For his customers, he says, the audits can pay for themselves in energy savings and increased home value, and sometimes in tax rebates for energy efficiency improvements. And he says thermography using the infrared camera (which records a spectrum of light wavelengths too long to be seen by naked human eyes) is a big improvement over "smoke pencils," which are also used to isolate drafts.
Through his camera, Quarello can see cold spots represented as dark areas, isolating areas where insulation is insufficient around windows, in ceilings and walls, around switch boxes or anywhere. The infrared images are visible on the camera's screen before he shoots the digital picture, and he can use a number of color palettes. Quarello prefers black-and-white, saying it best shows contrasts between warm and cold spots, and he has clients turn up their heat about 10 degrees above normal when he does an energy audit, to create more of a visual difference between cold and warm.
Quarello says he took a training course to learn how to use his camera, and he follows up with conventional photographs and a physical examination to plot out cold spots.
"After a while you can tell what it is," he says of the infrared photos, " but you don't want to assume."

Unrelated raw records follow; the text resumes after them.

//! Optimization setup wizard: Target → Parameters → Objective → Review.

use std::collections::HashSet;

use quantdash_core::domain::{
    CreateOptimizationRequest, Optimization, OptimizationObjective, ParameterRange,
};
use quantdash_core::validation::ValidationErrors;

use super::{Step, Stepper, WizardError};
use crate::api::ApiClient;

/// Upper bound on the number of parameter combinations in one sweep.
pub const MAX_GRID_SIZE: usize = 10_000;

#[derive(Debug, Clone, Copy, PartialEq, Eq)]
pub enum OptimizationStep {
    Target,
    Parameters,
    Objective,
    Review,
}

impl Step for OptimizationStep {
    const ALL: &'static [Self] = &[Self::Target, Self::Parameters, Self::Objective, Self::Review];

    fn title(self) -> &'static str {
        match self {
            Self::Target => "Target",
            Self::Parameters => "Parameters",
            Self::Objective => "Objective",
            Self::Review => "Review",
        }
    }
}

#[derive(Debug, Clone, PartialEq)]
pub struct OptimizationForm {
    pub backtest_id: String,
    pub parameters: Vec<ParameterRange>,
    pub objective: OptimizationObjective,
    /// `None` follows the objective's natural direction.
    pub maximize: Option<bool>,
    pub max_trials: u32,
}

impl Default for OptimizationForm {
    fn default() -> Self {
        Self {
            backtest_id: String::new(),
            parameters: Vec::new(),
            objective: OptimizationObjective::Sharpe,
            maximize: None,
            max_trials: 100,
        }
    }
}

impl OptimizationForm {
    /// Total combinations across all ranges, saturating on overflow.
    pub fn grid_size(&self) -> usize {
        self.parameters
            .iter()
            .fold(1usize, |acc, p| acc.saturating_mul(p.grid_len()))
    }

    pub fn maximize(&self) -> bool {
        self.maximize
            .unwrap_or_else(|| self.objective.default_maximize())
    }

    fn validate(&self, step: OptimizationStep) -> ValidationErrors {
        let mut errors = ValidationErrors::new();
        match step {
            OptimizationStep::Target => {
                errors.check(
                    !self.backtest_id.trim().is_empty(),
                    "backtest_id",
                    "a base backtest is required",
                );
            }
            OptimizationStep::Parameters => {
                if self.parameters.is_empty() {
                    errors.push("parameters", "at least one parameter range is required");
                }
                let mut seen = HashSet::new();
                for p in &self.parameters {
                    let name = p.name.trim();
                    if name.is_empty() {
                        errors.push("parameters", "parameter name is required");
                    } else if !seen.insert(name) {
                        errors.push("parameters", format!("duplicate parameter '{name}'"));
                    }
                    errors.check(
                        p.min.is_finite() && p.max.is_finite() && p.min < p.max,
                        "parameters",
                        format!("'{name}': min must be less than max"),
                    );
                    errors.check(
                        p.step.is_finite() && p.step > 0.0,
                        "parameters",
                        format!("'{name}': step must be greater than 0"),
                    );
                }
                if errors.is_empty() && self.grid_size() > MAX_GRID_SIZE {
                    errors.push(
                        "parameters",
                        format!(
                            "{} combinations exceeds the limit of {MAX_GRID_SIZE}",
                            self.grid_size()
                        ),
                    );
                }
            }
            OptimizationStep::Objective => {
                errors.check(self.max_trials >= 1, "max_trials", "max trials must be at least 1");
            }
            OptimizationStep::Review => {}
        }
        errors
    }

    fn to_request(&self) -> CreateOptimizationRequest {
        CreateOptimizationRequest {
            backtest_id: self.backtest_id.trim().to_string(),
            parameters: self
                .parameters
                .iter()
                .map(|p| ParameterRange {
                    name: p.name.trim().to_string(),
                    ..p.clone()
                })
                .collect(),
            objective: self.objective,
            maximize: self.maximize(),
            max_trials: self.max_trials,
        }
    }
}

#[derive(Debug, Clone, Default)]
pub struct OptimizationWizard {
    pub form: OptimizationForm,
    stepper: Stepper<OptimizationStep>,
}

impl OptimizationWizard {
    pub fn new() -> Self {
        Self::default()
    }

    /// Start with the target step pre-filled (launched from a backtest's page).
    pub fn for_backtest(backtest_id: impl Into<String>) -> Self {
        Self {
            form: OptimizationForm {
                backtest_id: backtest_id.into(),
                ..OptimizationForm::default()
            },
            stepper: Stepper::new(),
        }
    }

    pub fn step(&self) -> OptimizationStep {
        self.stepper.current()
    }

    pub fn progress_label(&self) -> String {
        self.stepper.progress_label()
    }

    pub fn validate_step(&self, step: OptimizationStep) -> ValidationErrors {
        self.form.validate(step)
    }

    pub fn validate_all(&self) -> ValidationErrors {
        let mut errors = ValidationErrors::new();
        for step in OptimizationStep::ALL {
            errors.extend(self.validate_step(*step));
        }
        errors
    }

    pub fn next(&mut self) -> Result<OptimizationStep, ValidationErrors> {
        let errors = self.validate_step(self.step());
        self.stepper.advance(errors)
    }

    pub fn back(&mut self) -> bool {
        self.stepper.back()
    }

    pub fn request(&self) -> Result<CreateOptimizationRequest, ValidationErrors> {
        self.validate_all().into_result()?;
        Ok(self.form.to_request())
    }

    /// Create the optimization job, then start it.
    pub fn submit(&self, api: &dyn ApiClient) -> Result<Optimization, WizardError> {
        let request = self.request().map_err(WizardError::Invalid)?;
        let created = api
            .create_optimization(&request)
            .map_err(WizardError::Create)?;
        tracing::info!(id = %created.id, backtest = %created.backtest_id, "optimization created");

        let started = api
            .start_optimization(&created.id)
            .map_err(|source| WizardError::FollowUp {
                resource: "optimization",
                id: created.id.clone(),
                action: "start",
                source,
            })?;
        tracing::info!(id = %started.id, status = ?started.status, "optimization started");
        Ok(started)
    }
}

#[cfg(test)]
mod tests {
    use super::*;

    fn range(name: &str, min: f64, max: f64, step: f64) -> ParameterRange {
        ParameterRange {
            name: name.into(),
            min,
            max,
            step,
        }
    }

    fn valid_form() -> OptimizationForm {
        OptimizationForm {
            backtest_id: "bt-1".into(),
            parameters: vec![range("fast", 5.0, 20.0, 5.0), range("slow", 20.0, 60.0, 10.0)],
            ..OptimizationForm::default()
        }
    }

    #[test]
    fn target_required() {
        let mut wizard = OptimizationWizard::new();
        assert!(wizard.next().unwrap_err().has_field("backtest_id"));
        assert_eq!(wizard.step(), OptimizationStep::Target);
    }

    #[test]
    fn walks_to_review() {
        let mut wizard = OptimizationWizard::for_backtest("bt-1");
        wizard.form = valid_form();
        assert_eq!(wizard.next().unwrap(), OptimizationStep::Parameters);
        assert_eq!(wizard.next().unwrap(), OptimizationStep::Objective);
        assert_eq!(wizard.next().unwrap(), OptimizationStep::Review);
        assert_eq!(wizard.progress_label(), "Step 4 of 4: Review");
    }

    #[test]
    fn grid_size_multiplies_ranges() {
        // fast: 5,10,15,20 → 4; slow: 20..60 step 10 → 5
        assert_eq!(valid_form().grid_size(), 20);
    }

    #[test]
    fn parameter_rules_collect_every_failure() {
        let form = OptimizationForm {
            parameters: vec![
                range("fast", 10.0, 5.0, 1.0),
                range("fast", 1.0, 2.0, 0.0),
            ],
            ..valid_form()
        };
        let errors = OptimizationWizard {
            form,
            ..OptimizationWizard::default()
        }
        .validate_step(OptimizationStep::Parameters);
        assert_eq!(errors.len(), 3, "{errors}");
    }

    #[test]
    fn oversized_grid_is_rejected() {
        let form = OptimizationForm {
            parameters: vec![range("a", 0.0, 200.0, 1.0), range("b", 0.0, 100.0, 1.0)],
            ..valid_form()
        };
        assert!(form.grid_size() > MAX_GRID_SIZE);
        assert!(form.validate(OptimizationStep::Parameters).has_field("parameters"));
    }

    #[test]
    fn astronomically_wide_range_is_rejected_not_panicking() {
        let form = OptimizationForm {
            parameters: vec![range("wide", 0.0, 1e300, 1e-300)],
            ..valid_form()
        };
        assert_eq!(form.grid_size(), usize::MAX);
        let errors = form.validate(OptimizationStep::Parameters);
        assert_eq!(errors.len(), 1, "{errors}");
        assert!(errors.to_string().contains("exceeds the limit"), "{errors}");
    }

    #[test]
    fn direction_defaults_from_objective() {
        let mut form = valid_form();
        assert!(form.maximize());
        form.objective = OptimizationObjective::MaxDrawdown;
        assert!(!form.maximize());
        form.maximize = Some(true);
        assert!(form.to_request().maximize);
    }

    #[test]
    fn zero_trials_rejected() {
        let form = OptimizationForm {
            max_trials: 0,
            ..valid_form()
        };
        assert!(form.validate(OptimizationStep::Objective).has_field("max_trials"));
    }
}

The technology, which is also used for night vision cameras and optics, has been around for decades, and has lots of security and military uses. FLIR Systems (http://www.flir.com/), makers of the infrared camera Quarello uses, announced last week that it had entered into a $26.4 million contract with Bell Helicopter to outfit the aircraft with thermographic reconnaissance equipment for the U.S. Army. The company markets a line of home inspection cameras for businesses, which can isolate water leaks and trouble spots in wiring as well as cold areas. Quarello bought his camera about 10 months ago, and they've dropped in price since then.
The military, rescue and security capabilities of thermographic cameras might be impressive, but Quarello's customers just want to save money on their heating bills.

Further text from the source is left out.